Marketing Cloud Thickens, Oracle Acquires BlueKai

One of the biggest players in the so-called “marketing cloud” is changing its atmospheric conditions. Oracle announced a deal to acquire data management platform BlueKai in a deal reportedly worth about $400 million. The deal comes about a year after Neustar acquired BlueKai rival Aggregate Knowledge, and signals that a rush may be on for DMPs, which have emerged as a critical component of the shift to “audience-buying” from conventional media-buying, and as marketers and agencies develop more scientific ways of targeting consumers.

The deal is another win in Oracle’s marketing cloud tool chest, and gives it some momentum vs. the other big players -- including Adobe, Salesforce.com, Neustar and others -- that are in a race to become the marketing world’s one-stop solution.

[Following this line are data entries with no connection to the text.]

//! Analytics threshold configuration
//!
//! Every threshold the engine uses lives here. The defaults are the values
//! the dashboard has always shipped with; the free functions in `aggregate`,
//! `detect`, `forecast` and `insights` always use them.
//!
//! ## Configuration Resolution
//!
//! 1. Explicit path (CLI `--config`), which must exist
//! 2. User override (~/.config/flowcast/analytics.toml)
//! 3. Embedded defaults (compiled into binary)

use std::fs;
use std::path::{Path, PathBuf};

use serde::{Deserialize, Serialize};
use tracing::debug;

use crate::error::{Error, Result};

/// Embedded default config (compiled into binary)
const DEFAULT_CONFIG: &str = include_str!("../../../config/analytics.toml");

/// Longest projection a config may ask for (ten years)
pub const MAX_HORIZON_MONTHS: u32 = 120;

/// Subscription classifier thresholds
#[derive(Debug, Clone, PartialEq, Serialize, Deserialize)]
pub struct DetectionConfig {
    /// Zombie when occurrences are strictly below this
    pub zombie_max_occurrences: usize,
    /// Potential savings when occurrences are strictly below this.
    /// Deliberately distinct from the zombie threshold.
    pub savings_max_occurrences: usize,
    /// Category subject to the spend-limit rule
    pub entertainment_category: String,
    /// Zombie when monthly spend in that category is strictly above this
    pub entertainment_spend_limit: f64,
}

impl Default for DetectionConfig {
    fn default() -> Self {
        Self {
            zombie_max_occurrences: 3,
            savings_max_occurrences: 4,
            entertainment_category: "Entertainment".to_string(),
            entertainment_spend_limit: 20.0,
        }
    }
}

/// Cash-flow projector parameters
#[derive(Debug, Clone, PartialEq, Serialize, Deserialize)]
pub struct ForecastConfig {
    /// Trailing months used for growth, and the minimum history required
    pub window_months: usize,
    /// Number of future months to project
    pub horizon_months: u32,
    pub income_growth_cap: f64,
    pub outcome_growth_floor: f64,
    pub outcome_growth_cap: f64,
}

impl Default for ForecastConfig {
    fn default() -> Self {
        Self {
            window_months: 3,
            horizon_months: 6,
            income_growth_cap: 0.05,
            outcome_growth_floor: -0.02,
            outcome_growth_cap: 0.03,
        }
    }
}

/// Insight generator thresholds (all in percent)
#[derive(Debug, Clone, PartialEq, Serialize, Deserialize)]
pub struct InsightConfig {
    pub strong_savings_rate: f64,
    pub moderate_savings_rate: f64,
    pub spending_spike_percent: f64,
    pub spending_drop_percent: f64,
}

impl Default for InsightConfig {
    fn default() -> Self {
        Self {
            strong_savings_rate: 20.0,
            moderate_savings_rate: 10.0,
            spending_spike_percent: 10.0,
            spending_drop_percent: -5.0,
        }
    }
}

/// Full analytics configuration
#[derive(Debug, Clone, Default, PartialEq, Serialize, Deserialize)]
pub struct AnalyticsConfig {
    pub detection: DetectionConfig,
    pub forecast: ForecastConfig,
    pub insights: InsightConfig,
}

/// Where a loaded configuration came from
#[derive(Debug, Clone, PartialEq, Eq)]
pub enum ConfigSource {
    Embedded,
    File(PathBuf),
}

impl std::fmt::Display for ConfigSource {
    fn fmt(&self, f: &mut std::fmt::Formatter<'_>) -> std::fmt::Result {
        match self {
            Self::Embedded => write!(f, "embedded defaults"),
            Self::File(path) => write!(f, "{}", path.display()),
        }
    }
}

/// A resolved configuration together with its source
#[derive(Debug, Clone)]
pub struct LoadedConfig {
    pub config: AnalyticsConfig,
    pub source: ConfigSource,
}

impl AnalyticsConfig {
    /// Resolve configuration (explicit path, then user override, then embedded)
    pub fn load(explicit: Option<&Path>) -> Result<LoadedConfig> {
        if let Some(path) = explicit {
            if !path.exists() {
                return Err(Error::Config(format!(
                    "Config file not found: {}",
                    path.display()
                )));
            }
            return Self::load_file(path);
        }

        if let Some(path) = default_config_path() {
            if path.exists() {
                return Self::load_file(&path);
            }
        }

        debug!("Using embedded analytics config");
        Ok(LoadedConfig {
            config: parse_config(DEFAULT_CONFIG)?,
            source: ConfigSource::Embedded,
        })
    }

    fn load_file(path: &Path) -> Result<LoadedConfig> {
        let content = fs::read_to_string(path)
            .map_err(|e| Error::Config(format!("Failed to read config: {}", e)))?;
        let config = parse_config(&content)?;
        debug!(path = %path.display(), "Loaded analytics config");
        Ok(LoadedConfig {
            config,
            source: ConfigSource::File(path.to_path_buf()),
        })
    }

    /// Render as TOML (used by `flowcast config`)
    pub fn to_toml(&self) -> Result<String> {
        toml::to_string_pretty(self)
            .map_err(|e| Error::Config(format!("Failed to render config: {}", e)))
    }
}

/// Default config override path
pub fn default_config_path() -> Option<PathBuf> {
    dirs::config_dir().map(|d| d.join("flowcast").join("analytics.toml"))
}

/// Raw config structure for TOML parsing
#[derive(Debug, Deserialize)]
struct RawConfig {
    detection: Option<RawDetection>,
    forecast: Option<RawForecast>,
    insights: Option<RawInsights>,
}

#[derive(Debug, Deserialize)]
struct RawDetection {
    zombie_max_occurrences: Option<usize>,
    savings_max_occurrences: Option<usize>,
    entertainment_category: Option<String>,
    entertainment_spend_limit: Option<f64>,
}

#[derive(Debug, Deserialize)]
struct RawForecast {
    window_months: Option<usize>,
    horizon_months: Option<u32>,
    income_growth_cap: Option<f64>,
    outcome_growth_floor: Option<f64>,
    outcome_growth_cap: Option<f64>,
}

#[derive(Debug, Deserialize)]
struct RawInsights {
    strong_savings_rate: Option<f64>,
    moderate_savings_rate: Option<f64>,
    spending_spike_percent: Option<f64>,
    spending_drop_percent: Option<f64>,
}

/// Parse config from TOML content, layering it over the defaults
pub fn parse_config(content: &str) -> Result<AnalyticsConfig> {
    let raw: RawConfig = toml::from_str(content)
        .map_err(|e| Error::Config(format!("Invalid config TOML: {}", e)))?;

    let mut config = AnalyticsConfig::default();

    if let Some(detection) = raw.detection {
        let target = &mut config.detection;
        if let Some(v) = detection.zombie_max_occurrences {
            target.zombie_max_occurrences = v;
        }
        if let Some(v) = detection.savings_max_occurrences {
            target.savings_max_occurrences = v;
        }
        if let Some(v) = detection.entertainment_category {
            target.entertainment_category = v;
        }
        if let Some(v) = detection.entertainment_spend_limit {
            target.entertainment_spend_limit = v;
        }
    }

    if let Some(forecast) = raw.forecast {
        let target = &mut config.forecast;
        if let Some(v) = forecast.window_months {
            target.window_months = v;
        }
        if let Some(v) = forecast.horizon_months {
            target.horizon_months = v;
        }
        if let Some(v) = forecast.income_growth_cap {
            target.income_growth_cap = v;
        }
        if let Some(v) = forecast.outcome_growth_floor {
            target.outcome_growth_floor = v;
        }
        if let Some(v) = forecast.outcome_growth_cap {
            target.outcome_growth_cap = v;
        }
    }

    if let Some(insights) = raw.insights {
        let target = &mut config.insights;
        if let Some(v) = insights.strong_savings_rate {
            target.strong_savings_rate = v;
        }
        if let Some(v) = insights.moderate_savings_rate {
            target.moderate_savings_rate = v;
        }
        if let Some(v) = insights.spending_spike_percent {
            target.spending_spike_percent = v;
        }
        if let Some(v) = insights.spending_drop_percent {
            target.spending_drop_percent = v;
        }
    }

    validate(&config)?;
    Ok(config)
}

fn validate(config: &AnalyticsConfig) -> Result<()> {
    let forecast = &config.forecast;
    if forecast.window_months < 2 {
        return Err(Error::Config(
            "forecast.window_months must be at least 2".into(),
        ));
    }
    if forecast.horizon_months == 0 || forecast.horizon_months > MAX_HORIZON_MONTHS {
        return Err(Error::Config(format!(
            "forecast.horizon_months must be between 1 and {}, got {}",
            MAX_HORIZON_MONTHS, forecast.horizon_months
        )));
    }
    if forecast.outcome_growth_floor > forecast.outcome_growth_cap {
        return Err(Error::Config(format!(
            "forecast.outcome_growth_floor ({}) exceeds outcome_growth_cap ({})",
            forecast.outcome_growth_floor, forecast.outcome_growth_cap
        )));
    }
    if config.insights.moderate_savings_rate > config.insights.strong_savings_rate {
        return Err(Error::Config(
            "insights.moderate_savings_rate exceeds strong_savings_rate".into(),
        ));
    }
    Ok(())
}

BlueKai, in fact, had tried to reposition itself over the past few years as more of an overall “marketing stack” solution, but its integration with the rest of Oracle’s services could significantly alter the playing field of cloud-based marketing services.

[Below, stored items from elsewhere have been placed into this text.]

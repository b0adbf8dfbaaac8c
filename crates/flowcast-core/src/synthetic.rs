//! Synthetic transaction generator for demos and tests
//!
//! Produces six months of plausible activity ending at an anchor date:
//! a monthly salary, occasional side income, a fixed catalogue of
//! subscriptions and a spread of everyday expenses.

use chrono::{Datelike, Months, NaiveDate};
use rand::rngs::StdRng;
use rand::{Rng, SeedableRng};
use tracing::debug;

use crate::models::{Transaction, TransactionType};

/// Number of calendar months generated, the anchor month included
pub const GENERATED_MONTHS: u32 = 6;

const SALARY: (&str, &str) = ("Acme Corp Payroll", "Salary");

const SIDE_INCOME: &[(&str, &str)] = &[
    ("Freelance Payment", "Freelance"),
    ("Investment Dividend", "Investment"),
    ("Side Project Revenue", "Business"),
];

struct CatalogueSubscription {
    merchant: &'static str,
    category: &'static str,
    amount: f64,
    logo: &'static str,
}

const SUBSCRIPTIONS: &[CatalogueSubscription] = &[
    CatalogueSubscription { merchant: "Netflix", category: "Entertainment", amount: 15.99, logo: "🎬" },
    CatalogueSubscription { merchant: "Spotify", category: "Entertainment", amount: 9.99, logo: "🎵" },
    CatalogueSubscription { merchant: "Adobe Creative Cloud", category: "Software", amount: 54.99, logo: "🎨" },
    CatalogueSubscription { merchant: "Amazon Prime", category: "Shopping", amount: 14.99, logo: "📦" },
    CatalogueSubscription { merchant: "Gym Membership", category: "Health", amount: 49.99, logo: "🏋️" },
    CatalogueSubscription { merchant: "Cloud Storage Pro", category: "Software", amount: 9.99, logo: "☁️" },
    CatalogueSubscription { merchant: "News Subscription", category: "Media", amount: 12.99, logo: "📰" },
    CatalogueSubscription { merchant: "VPN Service", category: "Software", amount: 11.99, logo: "🔐" },
    CatalogueSubscription { merchant: "Streaming Service+", category: "Entertainment", amount: 8.99, logo: "📺" },
    CatalogueSubscription { merchant: "Password Manager", category: "Software", amount: 4.99, logo: "🔑" },
];

const EXPENSES: &[(&str, &str)] = &[
    ("Whole Foods Market", "Groceries"),
    ("Shell Gas Station", "Transportation"),
    ("Uber", "Transportation"),
    ("Starbucks", "Dining"),
    ("Target", "Shopping"),
    ("Amazon", "Shopping"),
    ("Chipotle", "Dining"),
    ("CVS Pharmacy", "Health"),
    ("Home Depot", "Home"),
    ("Electric Company", "Utilities"),
    ("Water Utility", "Utilities"),
    ("Internet Provider", "Utilities"),
    ("Restaurant", "Dining"),
    ("Coffee Shop", "Dining"),
    ("Clothing Store", "Shopping"),
];

/// Spend range for one everyday expense in a category
fn expense_range(category: &str) -> (f64, f64) {
    match category {
        "Utilities" => (50.0, 200.0),
        "Groceries" => (30.0, 200.0),
        "Dining" => (10.0, 80.0),
        "Transportation" => (20.0, 100.0),
        _ => (15.0, 150.0),
    }
}

fn cents(value: f64) -> f64 {
    (value * 100.0).round() / 100.0
}

/// Seedable generator of demo transactions
pub struct SyntheticGenerator {
    rng: StdRng,
    next_id: usize,
}

impl Default for SyntheticGenerator {
    fn default() -> Self {
        Self::new()
    }
}

impl SyntheticGenerator {
    /// Generator seeded from OS entropy
    pub fn new() -> Self {
        Self {
            rng: StdRng::from_entropy(),
            next_id: 1,
        }
    }

    /// Deterministic generator; the same seed yields the same transactions
    pub fn with_seed(seed: u64) -> Self {
        Self {
            rng: StdRng::seed_from_u64(seed),
            next_id: 1,
        }
    }

    /// Generate six months of transactions ending in the anchor's month,
    /// newest first
    pub fn generate(&mut self, anchor: NaiveDate) -> Vec<Transaction> {
        let mut transactions = Vec::new();
        self.next_id = 1;

        let Some(anchor_month) = NaiveDate::from_ymd_opt(anchor.year(), anchor.month(), 1) else {
            return transactions;
        };

        for months_ago in 0..GENERATED_MONTHS {
            let Some(month) = anchor_month.checked_sub_months(Months::new(months_ago)) else {
                continue;
            };
            self.generate_month(month, &mut transactions);
        }

        // Stable sort keeps generation order within a day
        transactions.sort_by(|a, b| b.date.cmp(&a.date));

        debug!(
            count = transactions.len(),
            anchor = %anchor,
            "Generated synthetic transactions"
        );

        transactions
    }

    fn generate_month(&mut self, month: NaiveDate, out: &mut Vec<Transaction>) {
        let salary = self.rng.gen_range(4500.0..6500.0);
        let payday = self.day(month, 15);
        out.push(self.income(SALARY, salary, payday));

        if self.rng.gen_bool(0.5) {
            let source = SIDE_INCOME[self.rng.gen_range(0..SIDE_INCOME.len())];
            let amount = self.rng.gen_range(200.0..1500.0);
            let date = self.random_day(month);
            out.push(self.income(source, amount, date));
        }

        for sub in SUBSCRIPTIONS {
            if !self.rng.gen_bool(0.85) {
                continue;
            }
            let day = self.rng.gen_range(1..5);
            let date = self.day(month, day);
            let id = self.id();
            out.push(
                Transaction::new(
                    id,
                    sub.merchant,
                    sub.category,
                    sub.amount,
                    TransactionType::Subscription,
                    date,
                )
                .recurring()
                .with_logo(sub.logo),
            );
        }

        let expense_count = self.rng.gen_range(15..30);
        for _ in 0..expense_count {
            let (merchant, category) = EXPENSES[self.rng.gen_range(0..EXPENSES.len())];
            let (min, max) = expense_range(category);
            let amount = cents(self.rng.gen_range(min..max));
            let date = self.random_day(month);
            let id = self.id();
            out.push(Transaction::new(
                id,
                merchant,
                category,
                amount,
                TransactionType::Expense,
                date,
            ));
        }
    }

    fn income(&mut self, (merchant, category): (&str, &str), amount: f64, date: NaiveDate) -> Transaction {
        let id = self.id();
        Transaction::new(id, merchant, category, cents(amount), TransactionType::Income, date)
    }

    fn id(&mut self) -> String {
        let id = format!("txn_{}", self.next_id);
        self.next_id += 1;
        id
    }

    /// Days 1..=27 exist in every month
    fn random_day(&mut self, month: NaiveDate) -> NaiveDate {
        let day = self.rng.gen_range(1..28);
        self.day(month, day)
    }

    fn day(&self, month: NaiveDate, day: u32) -> NaiveDate {
        month.with_day(day).unwrap_or(month)
    }
}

“This is another key transaction, and part of an increasingly common trend for advertising and marketing services this year, namely the blurring lines between enterprise software, marketing/agency services, ad tech and online advertising,” writes Wall Street analyst Brian Wieser in a note sent this morning to investors.

“For Salesforce.com and Adobe, we see another shot across the bow at CRM's and Adobe's efforts bridging enterprise software and marketing technology,” continues Pivotal Resarch Group’s Wieser, adding: “But equally important, Oracle's efforts will help grow the overall market each is pursuing.”

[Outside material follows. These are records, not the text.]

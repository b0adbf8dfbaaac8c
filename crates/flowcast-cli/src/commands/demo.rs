//! Demo data command implementation

use std::fs::File;
use std::io::{self, BufWriter, Write};
use std::path::Path;

use anyhow::{Context, Result};
use flowcast_core::import::write_csv;
use flowcast_core::{SyntheticGenerator, Transaction};
use tracing::info;

use super::parse_as_of;

pub fn cmd_demo(
    seed: Option<u64>,
    as_of: Option<&str>,
    output: Option<&Path>,
    csv: bool,
) -> Result<()> {
    let anchor = parse_as_of(as_of)?;
    let mut generator = match seed {
        Some(seed) => SyntheticGenerator::with_seed(seed),
        None => SyntheticGenerator::new(),
    };
    let transactions = generator.generate(anchor);

    match output {
        Some(path) => {
            let file = File::create(path)
                .with_context(|| format!("Failed to create {}", path.display()))?;
            write_transactions(BufWriter::new(file), &transactions, csv)?;
            info!(
                path = %path.display(),
                count = transactions.len(),
                "Wrote demo transactions"
            );
            eprintln!(
                "✅ Wrote {} transactions to {}",
                transactions.len(),
                path.display()
            );
        }
        None => write_transactions(io::stdout().lock(), &transactions, csv)?,
    }

    Ok(())
}

fn write_transactions<W: Write>(mut writer: W, transactions: &[Transaction], csv: bool) -> Result<()> {
    if csv {
        write_csv(writer, transactions)?;
    } else {
        serde_json::to_writer_pretty(&mut writer, transactions)?;
        writeln!(writer)?;
        writer.flush()?;
    }
    Ok(())
}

Describing that market as “massive (trillions of dollars in annual spending),” Wieser nonetheless says little of it has been impacted by new technologies to date.

That said, Wieser noted that the rapid buildup of these marketing cloud firms represents potential disruption for big agencies that provide traditional marketing services to brands.

“On balance, brands that constitute the bulk of agency revenues and profits are unlikely to abandon use of agencies, although B2B marketers or those not dependent on subjective marketing measures are relatively more likely to go without traditional agencies, if any are,” opines Wieser, who was a former top executive at Interpublic’s Magna unit before returning to Wall Street.